- Task goal -
All of the entries need to be copied character for character.

[Saved entries]
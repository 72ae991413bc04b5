//! Integration tests for the federated login flow.
//!
//! Uses a stub identity provider so the whole redirect, state, and
//! account-resolution path runs without network access.

use std::sync::Arc;

use async_trait::async_trait;
use http::StatusCode;

use authhub_core::error::AppError;
use authhub_core::result::AppResult;
use authhub_entity::user::{User, UserDirectory, UserRole};
use authhub_oauth::provider::{IdentityProvider, Profile, resolve_account};
use authhub_oauth::registry::ProviderRegistry;

use crate::helpers::TestApp;

const GOOD_CODE: &str = "good-code";
const ACCESS_TOKEN: &str = "stub-access-token";

struct StubProvider {
    directory: Arc<dyn UserDirectory>,
}

#[async_trait]
impl IdentityProvider for StubProvider {
    fn name(&self) -> &str {
        "github"
    }

    fn enabled(&self) -> bool {
        true
    }

    fn auth_url(&self, state: &str) -> AppResult<String> {
        Ok(format!("https://provider.test/authorize?state={state}"))
    }

    async fn exchange(&self, code: &str) -> AppResult<String> {
        if code == GOOD_CODE {
            Ok(ACCESS_TOKEN.to_string())
        } else {
            Err(AppError::unauthenticated("Code rejected"))
        }
    }

    async fn user_info(&self, access_token: &str) -> AppResult<Profile> {
        if access_token != ACCESS_TOKEN {
            return Err(AppError::unauthenticated("Access token rejected"));
        }
        Ok(Profile {
            federated_id: "github_777".to_string(),
            name: "Octo Cat".to_string(),
            email: "octo@example.com".to_string(),
            avatar_url: None,
        })
    }

    async fn login(&self, profile: &Profile) -> AppResult<User> {
        resolve_account(&self.directory, profile).await
    }
}

fn stub_app() -> TestApp {
    TestApp::with_state_mutation(|state| {
        let registry = ProviderRegistry::from_providers(vec![Arc::new(StubProvider {
            directory: Arc::clone(&state.directory),
        })]);
        TestApp::set_providers(state, registry);
    })
}

/// Starts a login and returns the state parameter from the redirect.
async fn start_login(app: &TestApp) -> String {
    let response = app.request("GET", "/api/auth/github/login", None, None).await;
    assert_eq!(response.status, StatusCode::TEMPORARY_REDIRECT);

    let location = response.headers["location"].to_str().unwrap();
    location
        .split("state=")
        .nth(1)
        .expect("No state in redirect")
        .split('&')
        .next()
        .unwrap()
        .to_string()
}

#[tokio::test]
async fn test_full_oauth_flow_creates_account() {
    let app = stub_app();
    let state = start_login(&app).await;

    let response = app
        .request(
            "GET",
            &format!("/api/auth/github/callback?code={GOOD_CODE}&state={state}"),
            None,
            None,
        )
        .await;
    assert_eq!(response.status, StatusCode::OK, "{:?}", response.body);
    assert_eq!(response.body["data"]["user"]["email"], "octo@example.com");
    assert_eq!(response.body["data"]["user"]["has_federated_identity"], true);
    assert!(response.session_cookie().is_some());

    // The bearer token from the callback works against the RPC surface.
    let token = response.body["data"]["token"].as_str().unwrap();
    let me = app.request("GET", "/api/auth/me", None, Some(token)).await;
    assert_eq!(me.status, StatusCode::OK);
}

#[tokio::test]
async fn test_state_cannot_be_replayed() {
    let app = stub_app();
    let state = start_login(&app).await;
    let path = format!("/api/auth/github/callback?code={GOOD_CODE}&state={state}");

    let first = app.request("GET", &path, None, None).await;
    assert_eq!(first.status, StatusCode::OK);

    let replay = app.request("GET", &path, None, None).await;
    assert_eq!(replay.status, StatusCode::UNAUTHORIZED);
}

#[tokio::test]
async fn test_forged_state_rejected() {
    let app = stub_app();
    let response = app
        .request(
            "GET",
            &format!("/api/auth/github/callback?code={GOOD_CODE}&state=bm90LXJlYWw"),
            None,
            None,
        )
        .await;
    assert_eq!(response.status, StatusCode::UNAUTHORIZED);
}

#[tokio::test]
async fn test_bad_code_rejected_and_state_stays_consumed() {
    let app = stub_app();
    let state = start_login(&app).await;

    let response = app
        .request(
            "GET",
            &format!("/api/auth/github/callback?code=bad-code&state={state}"),
            None,
            None,
        )
        .await;
    assert_eq!(response.status, StatusCode::UNAUTHORIZED);

    // The state was consumed before the exchange; retrying with the good
    // code must not work either.
    let retry = app
        .request(
            "GET",
            &format!("/api/auth/github/callback?code={GOOD_CODE}&state={state}"),
            None,
            None,
        )
        .await;
    assert_eq!(retry.status, StatusCode::UNAUTHORIZED);
}

#[tokio::test]
async fn test_oauth_links_to_existing_email_account() {
    let app = stub_app();
    let existing = app
        .create_user("octo@example.com", "local-password", UserRole::User)
        .await;

    let state = start_login(&app).await;
    let response = app
        .request(
            "GET",
            &format!("/api/auth/github/callback?code={GOOD_CODE}&state={state}"),
            None,
            None,
        )
        .await;
    assert_eq!(response.status, StatusCode::OK);
    assert_eq!(response.body["data"]["user"]["id"], existing.id);

    // Both login methods now work for the account.
    let (_, _cookie) = app.login("octo@example.com", "local-password").await;
    let linked = app
        .state
        .directory
        .find_by_id(existing.id)
        .await
        .unwrap()
        .unwrap();
    assert_eq!(linked.federated_id.as_deref(), Some("github_777"));
}

#[tokio::test]
async fn test_unknown_provider() {
    let app = stub_app();
    let response = app.request("GET", "/api/auth/gitlab/login", None, None).await;
    assert_eq!(response.status, StatusCode::BAD_REQUEST);
}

- Task solution -
repository 72ae991413bc04b5
//! Integration tests for the federated login flow.
//!
//! Uses a stub identity provider so the whole redirect, state, and
//! account-resolution path runs without network access.

use std::sync::Arc;

use async_trait::async_trait;
use http::StatusCode;

use authhub_core::error::AppError;
use authhub_core::result::AppResult;
use authhub_entity::user::{User, UserDirectory, UserRole};
use authhub_oauth::provider::{IdentityProvider, Profile, resolve_account};
use authhub_oauth::registry::ProviderRegistry;

use crate::helpers::TestApp;

const GOOD_CODE: &str = "good-code";
const ACCESS_TOKEN: &str = "stub-access-token";

struct StubProvider {
    directory: Arc<dyn UserDirectory>,
}

#[async_trait]
impl IdentityProvider for StubProvider {
    fn name(&self) -> &str {
        "github"
    }

    fn enabled(&self) -> bool {
        true
    }

    fn auth_url(&self, state: &str) -> AppResult<String> {
        Ok(format!("https://provider.test/authorize?state={state}"))
    }

    async fn exchange(&self, code: &str) -> AppResult<String> {
        if code == GOOD_CODE {
            Ok(ACCESS_TOKEN.to_string())
        } else {
            Err(AppError::unauthenticated("Code rejected"))
        }
    }

    async fn user_info(&self, access_token: &str) -> AppResult<Profile> {
        if access_token != ACCESS_TOKEN {
            return Err(AppError::unauthenticated("Access token rejected"));
        }
        Ok(Profile {
            federated_id: "github_777".to_string(),
            name: "Octo Cat".to_string(),
            email: "octo@example.com".to_string(),
            avatar_url: None,
        })
    }

    async fn login(&self, profile: &Profile) -> AppResult<User> {
        resolve_account(&self.directory, profile).await
    }
}

fn stub_app() -> TestApp {
    TestApp::with_state_mutation(|state| {
        let registry = ProviderRegistry::from_providers(vec![Arc::new(StubProvider {
            directory: Arc::clone(&state.directory),
        })]);
        TestApp::set_providers(state, registry);
    })
}

/// Starts a login and returns the state parameter from the redirect.
async fn start_login(app: &TestApp) -> String {
    let response = app.request("GET", "/api/auth/github/login", None, None).await;
    assert_eq!(response.status, StatusCode::TEMPORARY_REDIRECT);

    let location = response.headers["location"].to_str().unwrap();
    location
        .split("state=")
        .nth(1)
        .expect("No state in redirect")
        .split('&')
        .next()
        .unwrap()
        .to_string()
}

#[tokio::test]
async fn test_full_oauth_flow_creates_account() {
    let app = stub_app();
    let state = start_login(&app).await;

    let response = app
        .request(
            "GET",
            &format!("/api/auth/github/callback?code={GOOD_CODE}&state={state}"),
            None,
            None,
        )
        .await;
    assert_eq!(response.status, StatusCode::OK, "{:?}", response.body);
    assert_eq!(response.body["data"]["user"]["email"], "octo@example.com");
    assert_eq!(response.body["data"]["user"]["has_federated_identity"], true);
    assert!(response.session_cookie().is_some());

    // The bearer token from the callback works against the RPC surface.
    let token = response.body["data"]["token"].as_str().unwrap();
    let me = app.request("GET", "/api/auth/me", None, Some(token)).await;
    assert_eq!(me.status, StatusCode::OK);
}

#[tokio::test]
async fn test_state_cannot_be_replayed() {
    let app = stub_app();
    let state = start_login(&app).await;
    let path = format!("/api/auth/github/callback?code={GOOD_CODE}&state={state}");

    let first = app.request("GET", &path, None, None).await;
    assert_eq!(first.status, StatusCode::OK);

    let replay = app.request("GET", &path, None, None).await;
    assert_eq!(replay.status, StatusCode::UNAUTHORIZED);
}

#[tokio::test]
async fn test_forged_state_rejected() {
    let app = stub_app();
    let response = app
        .request(
            "GET",
            &format!("/api/auth/github/callback?code={GOOD_CODE}&state=bm90LXJlYWw"),
            None,
            None,
        )
        .await;
    assert_eq!(response.status, StatusCode::UNAUTHORIZED);
}

#[tokio::test]
async fn test_bad_code_rejected_and_state_stays_consumed() {
    let app = stub_app();
    let state = start_login(&app).await;

    let response = app
        .request(
            "GET",
            &format!("/api/auth/github/callback?code=bad-code&state={state}"),
            None,
            None,
        )
        .await;
    assert_eq!(response.status, StatusCode::UNAUTHORIZED);

    // The state was consumed before the exchange; retrying with the good
    // code must not work either.
    let retry = app
        .request(
            "GET",
            &format!("/api/auth/github/callback?code={GOOD_CODE}&state={state}"),
            None,
            None,
        )
        .await;
    assert_eq!(retry.status, StatusCode::UNAUTHORIZED);
}

#[tokio::test]
async fn test_oauth_links_to_existing_email_account() {
    let app = stub_app();
    let existing = app
        .create_user("octo@example.com", "local-password", UserRole::User)
        .await;

    let state = start_login(&app).await;
    let response = app
        .request(
            "GET",
            &format!("/api/auth/github/callback?code={GOOD_CODE}&state={state}"),
            None,
            None,
        )
        .await;
    assert_eq!(response.status, StatusCode::OK);
    assert_eq!(response.body["data"]["user"]["id"], existing.id);

    // Both login methods now work for the account.
    let (_, _cookie) = app.login("octo@example.com", "local-password").await;
    let linked = app
        .state
        .directory
        .find_by_id(existing.id)
        .await
        .unwrap()
        .unwrap();
    assert_eq!(linked.federated_id.as_deref(), Some("github_777"));
}

#[tokio::test]
async fn test_unknown_provider() {
    let app = stub_app();
    let response = app.request("GET", "/api/auth/gitlab/login", None, None).await;
    assert_eq!(response.status, StatusCode::BAD_REQUEST);
}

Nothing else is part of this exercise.